2.3 Une spécialisation intra-UE inégale
L'analyse des avantages comparatifs (indice RSCA) pour l'année 2025 révèle une forte concentration de la production-exportation d'oignons et échalotes. Les Pays-Bas (RSCA = 0,54) et l'Espagne (RSCA = 0,40) présentent la spécialisation la plus marquée, signe d'une intégration complète de cette filière dans leur agriculture orientée vers l'export (indices de spécialisation). À l'inverse, les pays d'Europe du Nord comme l'Irlande (RSCA = -1,00) ou la Finlande (RSCA = -0,97) sont presque entièrement dépendants des importations pour couvrir leur consommation nationale.
3. Une volatilité des prix et des chocs d'approvisionnement
3.1 Une variabilité importante des prix selon les partenaires
L'analyse de la volatilité des flux (mesurée par le coefficient de variation) montre que certaines relations commerciales sont particulièrement instables. À l'importation, les volumes en provenance de Turquie (CV = 0,84) et d'Égypte (CV = 0,52) sont très volatils, ce qui traduit des aléas climatiques ou des changements de politique commerciale dans les pays d'origine. À l'exportation, le flux vers le Brésil (CV = 1,26) a été extrêmement erratique, passant de 52 M€ en 2015 à moins de 1 M€ en 2025, tandis que le commerce avec les Philippines a connu un choc de prix majeur en 2023 (détails de la volatility).

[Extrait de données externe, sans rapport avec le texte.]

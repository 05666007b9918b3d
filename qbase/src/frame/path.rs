//! PATH_CHALLENGE and PATH_RESPONSE frames, used for path validation during migration.

use bytes::BufMut;

use super::{EncodeFrame, FrameType, GetFrameType, error::Error, io::WriteFrame};

#[derive(Debug, Clone, Copy, Eq, PartialEq)]
pub struct PathChallengeFrame {
    pub data: [u8; 8],
}

impl GetFrameType for PathChallengeFrame {
    fn frame_type(&self) -> FrameType {
        FrameType::PathChallenge
    }
}

impl EncodeFrame for PathChallengeFrame {
    fn max_encoding_size(&self) -> usize {
        1 + 8
    }

    fn encoding_size(&self) -> usize {
        1 + 8
    }
}

impl<T: BufMut> WriteFrame<PathChallengeFrame> for T {
    fn put_frame(&mut self, frame: &PathChallengeFrame) {
        self.put_u8(0x1a);
        self.put_slice(&frame.data);
    }
}

pub fn be_path_challenge_frame(input: &[u8]) -> nom::IResult<&[u8], PathChallengeFrame, Error> {
    if input.len() < 8 {
        return Err(nom::Err::Error(Error::IncompleteType("PATH_CHALLENGE".into())));
    }
    let (data, remain) = input.split_at(8);
    let mut buf = [0u8; 8];
    buf.copy_from_slice(data);
    Ok((remain, PathChallengeFrame { data: buf }))
}

#[derive(Debug, Clone, Copy, Eq, PartialEq)]
pub struct PathResponseFrame {
    pub data: [u8; 8],
}

impl GetFrameType for PathResponseFrame {
    fn frame_type(&self) -> FrameType {
        FrameType::PathResponse
    }
}

impl EncodeFrame for PathResponseFrame {
    fn max_encoding_size(&self) -> usize {
        1 + 8
    }

    fn encoding_size(&self) -> usize {
        1 + 8
    }
}

impl<T: BufMut> WriteFrame<PathResponseFrame> for T {
    fn put_frame(&mut self, frame: &PathResponseFrame) {
        self.put_u8(0x1b);
        self.put_slice(&frame.data);
    }
}

pub fn be_path_response_frame(input: &[u8]) -> nom::IResult<&[u8], PathResponseFrame, Error> {
    if input.len() < 8 {
        return Err(nom::Err::Error(Error::IncompleteType("PATH_RESPONSE".into())));
    }
    let (data, remain) = input.split_at(8);
    let mut buf = [0u8; 8];
    buf.copy_from_slice(data);
    Ok((remain, PathResponseFrame { data: buf }))
}
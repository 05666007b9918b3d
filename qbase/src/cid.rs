//! Connection IDs and the issued/retired bookkeeping each endpoint keeps for them.
//!
//! See [section-5.1](https://www.rfc-editor.org/rfc/rfc9000.html#section-5.1)
//! of [QUIC](https://www.rfc-editor.org/rfc/rfc9000.html).

use std::fmt;

/// An opaque connection identifier, at most 20 bytes.
#[derive(Clone, Copy, PartialEq, Eq, Hash)]
pub struct ConnectionId {
    len: u8,
    bytes: [u8; 20],
}

impl ConnectionId {
    pub fn from_slice(bytes: &[u8]) -> Self {
        assert!(bytes.len() <= 20, "connection ids are at most 20 bytes");
        let mut buf = [0u8; 20];
        buf[..bytes.len()].copy_from_slice(bytes);
        Self {
            len: bytes.len() as u8,
            bytes: buf,
        }
    }

    pub fn random(len: usize) -> Self {
        use rand::RngCore;
        let mut buf = [0u8; 20];
        rand::rng().fill_bytes(&mut buf[..len]);
        Self {
            len: len as u8,
            bytes: buf,
        }
    }

    pub fn as_slice(&self) -> &[u8] {
        &self.bytes[..self.len as usize]
    }

    pub fn len(&self) -> usize {
        self.len as usize
    }

    pub fn is_empty(&self) -> bool {
        self.len == 0
    }
}

impl fmt::Debug for ConnectionId {
    fn fmt(&self, f: &mut fmt::Formatter<'_>) -> fmt::Result {
        write!(f, "cid:")?;
        for byte in self.as_slice() {
            write!(f, "{byte:02x}")?;
        }
        Ok(())
    }
}

/// A `NEW_CONNECTION_ID`-issued identifier: sequence number, the id itself,
/// and the stateless-reset token the peer can use if it finds no matching
/// connection state.
#[derive(Debug, Clone, Copy, PartialEq, Eq)]
pub struct IssuedCid {
    pub sequence: u64,
    pub cid: ConnectionId,
    pub reset_token: [u8; 16],
}

/// The set of source CIDs this endpoint has issued to the peer, indexed by
/// sequence number, with a retire-prior-to watermark.
#[derive(Debug, Default)]
pub struct LocalCidSet {
    issued: Vec<IssuedCid>,
    retire_prior_to: u64,
    next_sequence: u64,
    limit: usize,
}

impl LocalCidSet {
    pub fn new(limit: usize) -> Self {
        Self {
            issued: Vec::new(),
            retire_prior_to: 0,
            next_sequence: 0,
            limit,
        }
    }

    pub fn initial_scid(&self) -> Option<ConnectionId> {
        self.issued.first().map(|i| i.cid)
    }

    /// Issue a brand-new CID if the peer's `active_connection_id_limit` leaves room.
    pub fn issue(&mut self, cid: ConnectionId, reset_token: [u8; 16]) -> Option<IssuedCid> {
        let active = self.issued.len();
        if active >= self.limit {
            return None;
        }
        let issued = IssuedCid {
            sequence: self.next_sequence,
            cid,
            reset_token,
        };
        self.next_sequence += 1;
        self.issued.push(issued);
        Some(issued)
    }

    /// Record a RETIRE_CONNECTION_ID received from the peer, freeing a slot.
    pub fn on_retired(&mut self, sequence: u64) {
        self.issued.retain(|i| i.sequence != sequence);
    }

    pub fn active_count(&self) -> usize {
        self.issued.len()
    }

    pub fn room(&self) -> usize {
        self.limit.saturating_sub(self.issued.len())
    }
}

/// The set of destination CIDs the peer has issued to this endpoint.
#[derive(Debug, Default)]
pub struct RemoteCidSet {
    available: Vec<IssuedCid>,
    retired: Vec<u64>,
    retire_prior_to: u64,
    active_limit: usize,
}

impl RemoteCidSet {
    pub fn new(active_limit: usize) -> Self {
        Self {
            available: Vec::new(),
            retired: Vec::new(),
            retire_prior_to: 0,
            active_limit,
        }
    }

    pub fn latest_dcid(&self) -> Option<ConnectionId> {
        self.available.last().map(|i| i.cid)
    }

    /// Handle a `NEW_CONNECTION_ID` frame. Returns the sequence numbers that
    /// must now be retired (because `retire_prior_to` advanced), or an error
    /// if honoring it would exceed `active_connection_id_limit`.
    pub fn on_new_cid(
        &mut self,
        sequence: u64,
        retire_prior_to: u64,
        cid: ConnectionId,
        reset_token: [u8; 16],
    ) -> Result<Vec<u64>, crate::error::QuicError> {
        self.retire_prior_to = self.retire_prior_to.max(retire_prior_to);
        if !self.available.iter().any(|i| i.sequence == sequence) {
            self.available.push(IssuedCid {
                sequence,
                cid,
                reset_token,
            });
        }
        let to_retire: Vec<u64> = self
            .available
            .iter()
            .filter(|i| i.sequence < self.retire_prior_to)
            .map(|i| i.sequence)
            .collect();
        self.available.retain(|i| i.sequence >= self.retire_prior_to);

        if self.available.len() > self.active_limit {
            return Err(crate::error::QuicError::with_default_fty(
                crate::error::ErrorKind::ConnectionIdLimit,
                "peer issued more active connection ids than the negotiated limit",
            ));
        }
        Ok(to_retire)
    }

    /// Record that `sequence` has been retired locally (we sent RETIRE_CONNECTION_ID).
    pub fn mark_retired(&mut self, sequence: u64) {
        self.available.retain(|i| i.sequence != sequence);
        self.retired.push(sequence);
    }

    pub fn room_for_more(&self) -> bool {
        self.available.len() < self.active_limit
    }
}

#[cfg(test)]
mod tests {
    use super::*;

    #[test]
    fn local_set_enforces_limit() {
        let mut set = LocalCidSet::new(2);
        assert!(set.issue(ConnectionId::from_slice(b"aaaa"), [0; 16]).is_some());
        assert!(set.issue(ConnectionId::from_slice(b"bbbb"), [0; 16]).is_some());
        assert!(set.issue(ConnectionId::from_slice(b"cccc"), [0; 16]).is_none());
        set.on_retired(0);
        assert!(set.issue(ConnectionId::from_slice(b"cccc"), [0; 16]).is_some());
    }

    #[test]
    fn remote_set_retires_on_retire_prior_to() {
        let mut set = RemoteCidSet::new(4);
        set.on_new_cid(0, 0, ConnectionId::from_slice(b"a"), [0; 16]).unwrap();
        set.on_new_cid(1, 0, ConnectionId::from_slice(b"b"), [0; 16]).unwrap();
        let retired = set.on_new_cid(2, 2, ConnectionId::from_slice(b"c"), [0; 16]).unwrap();
        assert_eq!(retired, vec![0, 1]);
        assert_eq!(set.available.len(), 1);
    }

    #[test]
    fn remote_set_rejects_over_limit() {
        let mut set = RemoteCidSet::new(1);
        set.on_new_cid(0, 0, ConnectionId::from_slice(b"a"), [0; 16]).unwrap();
        assert!(set.on_new_cid(1, 0, ConnectionId::from_slice(b"b"), [0; 16]).is_err());
    }
}
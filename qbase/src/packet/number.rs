//! Packet number truncation/expansion, see
//! [appendix-A](https://www.rfc-editor.org/rfc/rfc9000.html#appendix-A).

use bytes::{Buf, BufMut};

/// A packet number truncated to the minimal number of bytes needed to
/// unambiguously recover it given the largest acknowledged packet number.
#[derive(Debug, Clone, Copy, PartialEq, Eq)]
pub struct PacketNumber {
    truncated: u32,
    len: usize,
}

impl PacketNumber {
    /// Encode `full` relative to `largest_acked`, choosing the minimal length.
    pub fn encode(full: u64, largest_acked: u64) -> Self {
        let num_unacked = if full > largest_acked {
            full - largest_acked
        } else {
            1
        };
        let min_bits = 64 - (num_unacked * 2).leading_zeros().min(63);
        let len = min_bits.div_ceil(8).clamp(1, 4) as usize;
        let truncated = (full & ((1u64 << (len * 8)) - 1)) as u32;
        Self { truncated, len }
    }

    pub fn len(&self) -> usize {
        self.len
    }

    pub fn is_empty(&self) -> bool {
        false
    }

    pub fn write(&self, buf: &mut impl BufMut) {
        match self.len {
            1 => buf.put_u8(self.truncated as u8),
            2 => buf.put_u16(self.truncated as u16),
            3 => buf.put_uint(self.truncated as u64, 3),
            4 => buf.put_u32(self.truncated),
            _ => unreachable!("packet number length is always 1..=4"),
        }
    }

    pub fn read(buf: &mut impl Buf, len: usize) -> Option<Self> {
        if buf.remaining() < len {
            return None;
        }
        let truncated = match len {
            1 => buf.get_u8() as u32,
            2 => buf.get_u16() as u32,
            3 => buf.get_uint(3) as u32,
            4 => buf.get_u32(),
            _ => return None,
        };
        Some(Self { truncated, len })
    }

    /// Recover the full packet number given the largest packet number seen so far
    /// in the same PN space (the decoder's `expected_pn`).
    pub fn decode(self, largest_pn: u64) -> u64 {
        let pn_win = 1u64 << (self.len * 8);
        let pn_hwin = pn_win / 2;
        let pn_mask = pn_win - 1;
        let expected = largest_pn + 1;
        let candidate = (expected & !pn_mask) | self.truncated as u64;

        if candidate + pn_hwin <= expected && candidate < (1 << 62) - pn_win {
            candidate + pn_win
        } else if candidate > expected + pn_hwin && candidate >= pn_win {
            candidate - pn_win
        } else {
            candidate
        }
    }
}

#[cfg(test)]
mod tests {
    use super::*;

    #[test]
    fn roundtrip_near_largest() {
        for largest in [0u64, 1, 127, 1000, 1 << 20] {
            for delta in 0..5u64 {
                let full = largest + delta;
                let encoded = PacketNumber::encode(full, largest);
                let mut buf = bytes::BytesMut::new();
                encoded.write(&mut buf);
                assert_eq!(buf.len(), encoded.len());
                let parsed = PacketNumber::read(&mut buf.freeze(), encoded.len()).unwrap();
                assert_eq!(parsed.decode(largest), full);
            }
        }
    }

    #[test]
    fn large_gap_uses_more_bytes() {
        let pn = PacketNumber::encode(100_000, 0);
        assert!(pn.len() >= 3);
    }
}
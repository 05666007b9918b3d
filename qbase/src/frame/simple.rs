//! The frame types with no body at all: PADDING, PING, HANDSHAKE_DONE.

use bytes::BufMut;

use super::{EncodeFrame, FrameType, GetFrameType, io::WriteFrame};

#[derive(Debug, Clone, Copy, Eq, PartialEq)]
pub struct PaddingFrame;

impl GetFrameType for PaddingFrame {
    fn frame_type(&self) -> FrameType {
        FrameType::Padding
    }
}

impl EncodeFrame for PaddingFrame {
    fn max_encoding_size(&self) -> usize {
        1
    }

    fn encoding_size(&self) -> usize {
        1
    }
}

impl<T: BufMut> WriteFrame<PaddingFrame> for T {
    fn put_frame(&mut self, _frame: &PaddingFrame) {
        self.put_u8(0x00);
    }
}

#[derive(Debug, Clone, Copy, Eq, PartialEq)]
pub struct PingFrame;

impl GetFrameType for PingFrame {
    fn frame_type(&self) -> FrameType {
        FrameType::Ping
    }
}

impl EncodeFrame for PingFrame {
    fn max_encoding_size(&self) -> usize {
        1
    }

    fn encoding_size(&self) -> usize {
        1
    }
}

impl<T: BufMut> WriteFrame<PingFrame> for T {
    fn put_frame(&mut self, _frame: &PingFrame) {
        self.put_u8(0x01);
    }
}

#[derive(Debug, Clone, Copy, Eq, PartialEq)]
pub struct HandshakeDoneFrame;

impl GetFrameType for HandshakeDoneFrame {
    fn frame_type(&self) -> FrameType {
        FrameType::HandshakeDone
    }
}

impl EncodeFrame for HandshakeDoneFrame {
    fn max_encoding_size(&self) -> usize {
        1
    }

    fn encoding_size(&self) -> usize {
        1
    }
}

impl<T: BufMut> WriteFrame<HandshakeDoneFrame> for T {
    fn put_frame(&mut self, _frame: &HandshakeDoneFrame) {
        self.put_u8(0x1e);
    }
}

3.2 Des chocs de prix ponctuels et géographiquement concentrés
L'algorithme de détection des chocs a identifié plusieurs événements significatifs. Le plus remarquable est une augmentation de prix des exportations vers les Philippines en 2023, avec une hausse de 61 % par rapport à la tendance. Moins marquant mais d'une part plus importante dans le commerce (5,1 % de la valeur), un choc de prix à l'importation depuis le Royaume-Uni a été détecté la même année (+66 %). Ces épisodes peuvent refléter des perturbations logistiques ou des actions de contournement de l'offre (événements de choc).
3.3 La composition des échanges par sous-produit est relativement stable
La ventilation du commerce par code à 8 chiffres confirme que la catégorie « Oignons (hors semence) » (07031019) représente l'écrasante majorité des échanges (>95 % des volumes tanto à l'import qu'à l'export). Les oignons de semence (07031011) représentent une niche, avec un volume d'exportation en baisse (de 38 k t à 29 k t). Les échalotes (07031090) restent un segment marginal mais à prix élevé (environ 1 470 €/t à l'exportation en 2025, soit 3,5 fois le prix des oignons courants) (comparaison des segments).
Conclusion
Entre 2015 et 2025, le marché européen des oignons et échalotes a fait preuve d'une dynamique commerciale soutenue, portée par une valeur des exportations en hausse de plus de 50 % et des importations en croissance plus rapide encore. La géographie des échanges s'est recomposée avec l'émergence de partenaires comme la Turquie, le Chili ou l'Afrique de l'Ouest comme débouchés, tandis que la position dominante des Pays-Bas s'est confirmée. Le marché demeure toutefois exposé à une volatilité significative, tant dans les volumes d'approvisionnement que dans les prix, nécessitant une vigilance accrue des opérateurs face aux aléas climatiques et aux perturbations logistiques ponctuelles.